Search code examples
google-cloud-dataflowapache-beamdataflowapache-beam-io

Compare 2 text files when the key columns are in the middle using Apache beam - Python


The need to compare 2 text files and then load into BQ. Lets say I have emp text file(enum, ename, edept, esal) contains below data.the key is in the middle of the file(index=2)

100,abc,d10,7000
120,xyz,d20,5000

Another file is dept (dnum, dname) contains below data.

d10,IT
d20,engineering

As per beam behavior, I think the key should bring to first column to compare with other file. I am able to bring that to first column but I not able to merge. Here is my code.
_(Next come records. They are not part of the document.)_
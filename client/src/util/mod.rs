//! Utility helpers shared across client UI modules.
//!
//! SYSTEM CONTEXT
//! ==============
//! Utility modules isolate routing and browser concerns from page and
//! component logic to improve reuse and testability.

pub mod auth;
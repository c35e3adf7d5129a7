//! Auth-session snapshot for the current browser user.
//!
//! SYSTEM CONTEXT
//! ==============
//! Provided as `RwSignal<SessionState>` context by the root component. The
//! route guard reads it; login and logout write it alongside the persisted
//! credential so both stay in step.

#[cfg(test)]
#[path = "session_test.rs"]
mod session_test;

use super::credentials::CredentialStore;

/// Whether a credential is present, as last observed in storage.
///
/// `loaded` is false until the browser has read storage after hydration;
/// server rendering never leaves that state.
#[derive(Clone, Copy, Debug, Default, PartialEq, Eq)]
pub struct SessionState {
    pub loaded: bool,
    pub has_credential: bool,
}

impl SessionState {
    pub fn signed_in() -> Self {
        Self { loaded: true, has_credential: true }
    }

    pub fn signed_out() -> Self {
        Self { loaded: true, has_credential: false }
    }

    /// Snapshot the credential slot.
    pub fn observe<C: CredentialStore>(credentials: &C) -> Self {
        if credentials.load().is_some() { Self::signed_in() } else { Self::signed_out() }
    }

    /// Re-read the slot once storage has been loaded; pending stays pending.
    pub fn refresh<C: CredentialStore>(self, credentials: &C) -> Self {
        if self.loaded { Self::observe(credentials) } else { self }
    }
}

/// Drop the persisted credential and return the signed-out snapshot.
///
/// The server-side session (if any) is left alone; the token simply stops
/// being sent.
pub fn sign_out<C: CredentialStore>(credentials: &C) -> SessionState {
    credentials.clear();
    SessionState::signed_out()
}
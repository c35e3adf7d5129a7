//! Host configuration parsed from environment variables.
//!
//! Leptos settings (site root, asset directory, bind address) come from
//! `LEPTOS_*` variables that `cargo leptos` derives from the workspace
//! manifest. `PORT` overrides the bind port so the host can run behind
//! platforms that assign one.

use std::net::SocketAddr;

use leptos::config::LeptosOptions;

pub const PORT_ENV: &str = "PORT";

#[derive(Debug, thiserror::Error)]
pub enum ConfigError {
    #[error("invalid PORT value: {0:?}")]
    InvalidPort(String),
    #[error("leptos configuration: {0}")]
    Leptos(String),
}

#[derive(Debug, Clone)]
pub struct ServerConfig {
    pub leptos: LeptosOptions,
    pub addr: SocketAddr,
}

impl ServerConfig {
    /// Load `.env` (if present), Leptos options, and the optional port override.
    ///
    /// # Errors
    ///
    /// Returns an error if the Leptos configuration cannot be loaded or `PORT`
    /// is not a valid port number.
    pub fn from_env() -> Result<Self, ConfigError> {
        dotenvy::dotenv().ok();

        let conf = leptos::config::get_configuration(None).map_err(|e| ConfigError::Leptos(e.to_string()))?;
        let leptos = conf.leptos_options;
        let port = parse_port(std::env::var(PORT_ENV).ok().as_deref())?;
        let addr = with_port(leptos.site_addr, port);
        Ok(Self { leptos, addr })
    }
}

pub(crate) fn parse_port(raw: Option<&str>) -> Result<Option<u16>, ConfigError> {
    match raw.map(str::trim) {
        None | Some("") => Ok(None),
        Some(value) => value
            .parse::<u16>()
            .map(Some)
            .map_err(|_| ConfigError::InvalidPort(value.to_owned())),
    }
}

pub(crate) fn with_port(mut addr: SocketAddr, port: Option<u16>) -> SocketAddr {
    if let Some(port) = port {
        addr.set_port(port);
    }
    addr
}

#[cfg(test)]
#[path = "config_test.rs"]
mod tests;
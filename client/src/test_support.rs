//! In-memory collaborators for exercising API flows without a browser.

use std::cell::RefCell;
use std::collections::VecDeque;
use std::rc::Rc;

use crate::net::api::ApiClient;
use crate::net::error::ApiError;
use crate::net::transport::{ApiRequest, ApiResponse, Transport};
use crate::state::credentials::MemoryCredentials;

pub const TEST_API_BASE: &str = "http://api.test";

/// Transport that records every request and replays scripted responses.
///
/// Clones share the request log and the response queue.
#[derive(Clone, Debug, Default)]
pub struct FakeTransport {
    requests: Rc<RefCell<Vec<ApiRequest>>>,
    responses: Rc<RefCell<VecDeque<Result<ApiResponse, ApiError>>>>,
}

impl FakeTransport {
    pub fn respond(&self, status: u16, body: serde_json::Value) -> &Self {
        self.responses
            .borrow_mut()
            .push_back(Ok(ApiResponse { status, body: body.to_string() }));
        self
    }

    pub fn respond_raw(&self, status: u16, body: &str) -> &Self {
        self.responses
            .borrow_mut()
            .push_back(Ok(ApiResponse { status, body: body.to_owned() }));
        self
    }

    pub fn fail(&self, error: ApiError) -> &Self {
        self.responses.borrow_mut().push_back(Err(error));
        self
    }

    pub fn requests(&self) -> Vec<ApiRequest> {
        self.requests.borrow().clone()
    }
}

impl Transport for FakeTransport {
    async fn send(&self, request: ApiRequest) -> Result<ApiResponse, ApiError> {
        self.requests.borrow_mut().push(request);
        self.responses
            .borrow_mut()
            .pop_front()
            .unwrap_or_else(|| Err(ApiError::Network("no scripted response".to_owned())))
    }
}

/// Client wired to a fresh fake transport and memory credential store.
pub fn fake_client() -> (ApiClient<FakeTransport, MemoryCredentials>, FakeTransport, MemoryCredentials) {
    let transport = FakeTransport::default();
    let credentials = MemoryCredentials::default();
    let client = ApiClient::new(TEST_API_BASE, transport.clone(), credentials.clone());
    (client, transport, credentials)
}
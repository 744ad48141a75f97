// Rollbar sink configuration

use serde::{Deserialize, Serialize};
use std::time::Duration;

/// Rollbar item endpoint
pub const DEFAULT_ENDPOINT: &str = "https://api.rollbar.com/api/1/item/";

/// Environment in which nothing is sent
pub const NON_REPORTING_ENVIRONMENT: &str = "test";

/// Default environment when none is configured
pub const DEFAULT_ENVIRONMENT: &str = "development";

/// Default request timeout (10s)
pub const DEFAULT_TIMEOUT: Duration = Duration::from_secs(10);

/// Rollbar connection settings
///
/// The sink is available only when an access token is present and the
/// environment is not `test`.
#[derive(Debug, Clone, PartialEq, Eq, Serialize, Deserialize)]
pub struct RollbarConfig {
    #[serde(default)]
    pub access_token: Option<String>,
    #[serde(default = "default_environment")]
    pub environment: String,
    #[serde(default = "default_endpoint")]
    pub endpoint: String,
    /// Code branch reported with each item
    #[serde(default)]
    pub branch: Option<String>,
    /// Commit the running code was built from
    #[serde(default)]
    pub code_version: Option<String>,
    /// Project root directory on the server
    #[serde(default)]
    pub root: Option<String>,
    #[serde(default = "default_timeout", with = "duration_ms")]
    pub timeout: Duration,
}

fn default_environment() -> String {
    DEFAULT_ENVIRONMENT.to_string()
}

fn default_endpoint() -> String {
    DEFAULT_ENDPOINT.to_string()
}

fn default_timeout() -> Duration {
    DEFAULT_TIMEOUT
}

impl Default for RollbarConfig {
    fn default() -> Self {
        Self {
            access_token: None,
            environment: default_environment(),
            endpoint: default_endpoint(),
            branch: None,
            code_version: None,
            root: None,
            timeout: DEFAULT_TIMEOUT,
        }
    }
}

impl RollbarConfig {
    pub fn new(access_token: impl Into<String>) -> Self {
        Self {
            access_token: Some(access_token.into()),
            ..Self::default()
        }
    }

    pub fn environment(mut self, environment: impl Into<String>) -> Self {
        self.environment = environment.into();
        self
    }

    pub fn endpoint(mut self, endpoint: impl Into<String>) -> Self {
        self.endpoint = endpoint.into();
        self
    }

    pub fn branch(mut self, branch: impl Into<String>) -> Self {
        self.branch = Some(branch.into());
        self
    }

    pub fn code_version(mut self, code_version: impl Into<String>) -> Self {
        self.code_version = Some(code_version.into());
        self
    }

    pub fn root(mut self, root: impl Into<String>) -> Self {
        self.root = Some(root.into());
        self
    }

    pub fn timeout(mut self, timeout: Duration) -> Self {
        self.timeout = timeout;
        self
    }

    /// Whether reports may be sent with these settings
    pub fn can_report(&self) -> bool {
        let has_token = self
            .access_token
            .as_deref()
            .is_some_and(|token| !token.trim().is_empty());
        has_token && self.environment != NON_REPORTING_ENVIRONMENT
    }
}

mod duration_ms {
    use serde::{Deserialize, Deserializer, Serializer};
    use std::time::Duration;

    pub fn serialize<S: Serializer>(value: &Duration, serializer: S) -> Result<S::Ok, S::Error> {
        serializer.serialize_u64(value.as_millis() as u64)
    }

    pub fn deserialize<'de, D: Deserializer<'de>>(deserializer: D) -> Result<Duration, D::Error> {
        Ok(Duration::from_millis(u64::deserialize(deserializer)?))
    }
}
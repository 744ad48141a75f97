// Port Layer - Interfaces for external dependencies

pub mod id_provider; // For deterministic testing
pub mod sink;
pub mod time_provider;

// Re-exports
pub use id_provider::IdProvider;
pub use sink::{DisabledSink, ReportSink, SinkError};
pub use time_provider::TimeProvider;
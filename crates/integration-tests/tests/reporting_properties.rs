//! Reporting decision properties, exercised through the public API
//!
//! Covers the severity ordering, threshold gating, forced levels and the
//! payload contract handed to sinks.

use std::sync::Arc;

use async_trait::async_trait;
use errorcat_core::port::sink::mocks::RecordingSink;
use errorcat_core::{
    ErrorCat, Level, ReportableError, Reporter, ReporterConfig, ReportingHint, SinkReporter,
};
use serde_json::json;

fn reporter(sink: &RecordingSink, minimum: &str) -> SinkReporter {
    SinkReporter::new(
        Arc::new(sink.clone()),
        ReporterConfig::with_minimum_level(minimum),
    )
}

#[test]
fn test_level_weights_are_ordered() {
    let weights: Vec<u8> = Level::ALL.iter().map(|l| l.weight()).collect();
    assert!(weights.windows(2).all(|w| w[0] <= w[1]));
    assert_eq!(Level::Fatal.weight(), Level::Critical.weight());
}

#[test]
fn test_unknown_tokens_normalize_to_error() {
    for token in ["", "WARN", "notice", "severe", "critical!"] {
        assert_eq!(Level::normalize(token), Level::Error);
    }
}

#[test]
fn test_threshold_gating_at_warn() {
    let sink = RecordingSink::new_success();
    let reporter = reporter(&sink, "warn");

    let info = ReportableError::new("i").with_hint_value(&json!({"level": "info"}));
    let error = ReportableError::new("e").with_hint_value(&json!({"level": "error"}));

    assert!(!reporter.should_report(None));
    assert!(!reporter.should_report(Some(&ReportableError::new("x").suppress())));
    assert!(!reporter.should_report(Some(&info)));
    assert!(reporter.should_report(Some(&error)));
}

#[test]
fn test_forced_levels_win() {
    let sink = RecordingSink::new_success();
    let reporter = reporter(&sink, "trace");

    let warning = ReportableError::warning("w").with_hint_value(&json!({"level": "critical"}));
    assert_eq!(reporter.level_for(&warning), Level::Warn);

    assert_eq!(reporter.level_for(&ReportableError::route("r", 404)), Level::Warn);
    assert_eq!(reporter.level_for(&ReportableError::route("r", 500)), Level::Error);
}

#[tokio::test]
async fn test_payload_without_fingerprint_omits_key() {
    let sink = RecordingSink::new_success();
    let cat = ErrorCat::from_sink(Arc::new(sink.clone()));

    cat.report(Some(&ReportableError::new("boom"))).await.unwrap();

    let payload = sink.last().unwrap().payload.to_value();
    assert_eq!(payload, json!({"level": "error", "custom": {}}));
}

#[tokio::test]
async fn test_structured_fingerprint_is_stringified() {
    let sink = RecordingSink::new_success();
    let cat = ErrorCat::from_sink(Arc::new(sink.clone()));

    let err = ReportableError::new("boom")
        .with_hint(ReportingHint::new().with_fingerprint(json!({"foo": "bar"})));
    cat.report(Some(&err)).await.unwrap();

    let payload = sink.last().unwrap().payload.to_value();
    assert_eq!(payload["fingerprint"], json!(r#"{"foo":"bar"}"#));
}

#[tokio::test]
async fn test_reconfigured_level_applies_to_later_reports() {
    let sink = RecordingSink::new_success();
    let cat = ErrorCat::from_sink(Arc::new(sink.clone()));
    let info = ReportableError::new("i").with_hint_value(&json!({"level": "info"}));

    cat.report(Some(&info)).await.unwrap();
    assert_eq!(sink.call_count(), 0);

    cat.reporter().set_reporting_level("info");
    cat.report(Some(&info)).await.unwrap();
    assert_eq!(sink.call_count(), 1);
}

/// Reporter that only counts; shows a custom delegate plugged into the facade
struct CountingReporter {
    count: std::sync::atomic::AtomicUsize,
}

#[async_trait]
impl Reporter for CountingReporter {
    fn minimum_level(&self) -> Level {
        Level::Trace
    }

    fn set_reporting_level(&self, _level: &str) {}

    async fn report(&self, error: Option<&ReportableError>) -> errorcat_core::Result<()> {
        if self.should_report(error) {
            self.count
                .fetch_add(1, std::sync::atomic::Ordering::SeqCst);
        }
        Ok(())
    }
}

#[tokio::test]
async fn test_custom_reporter_uses_shared_policy() {
    let counting = Arc::new(CountingReporter {
        count: Default::default(),
    });
    let cat = ErrorCat::new(counting.clone());

    cat.report(None).await.unwrap();
    cat.report(Some(&ReportableError::new("x").suppress()))
        .await
        .unwrap();
    cat.report(Some(&ReportableError::new("x").with_hint_value(&json!({"level": "trace"}))))
        .await
        .unwrap();

    assert_eq!(counting.count.load(std::sync::atomic::Ordering::SeqCst), 1);
}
class splitrow(beam.DoFn):
    def process(self, lines):
        return [lines.split(',')]

class formatinput(beam.DoFn):
    def process(self, emprow):
        (key,value) = (emprow[2], (emprow[0], emprow[1], emprow[3]))
        return [(key,value)]

class findkv(beam.DoFn):
    def process(self, deptrow):
        (key,value) = (deptrow)
        return [(key,value)]

# pipelineOptions
pipeline_options = PipelineOptions()
p = beam.Pipeline(options=pipeline_options)

#Dataflow pipelines
input1_emp_collection = (
    p
    | "ReadEMPfile" >> beam.io.ReadFromText('gs://pybeam_bucket/emp.txt')
    | "SplitEMPFile" >> beam.ParDo(splitrow())
    | "FormatEMPFile" >> beam.ParDo(formatinput())
    | "Print1" >> beam.Map(print)                
)
input2_dept_collection = (
    p
    | "ReadDEPTfile" >> beam.io.ReadFromText('gs://pybeam_bucket/dept.txt')
    | "SplitDEPTFile" >> beam.ParDo(splitrow())
    | "FormatDEPTFile" >> beam.ParDo(findkv())
    | "Print2" >> beam.Map(print)                
)

result = (({
      'emp': input1_emp_collection, 'dept': input2_dept_collection
  })
  | "Merge" >> beam.CoGroupByKey()
  | beam.Map(print)
  )

# Run a pipeline
if __name__ == "__main__":
    p.run()

When I run the code I am getting below error:

TypeError: cannot unpack non-iterable NoneType object [while running 'Merge/pair_with_emp']

help me to compare t text files when one of the key is the middle of input file and load when matching records are identified into BQ. I am new to apache beam too. Thanks for your support.


Solution

  • The problem is on | "Print1" >> beam.Map(print) and | "Print2" >> beam.Map(print), when you add this lines to the end of the pipeline, you are sending a None to the CoGroupByKey() in the results. You have to remove it.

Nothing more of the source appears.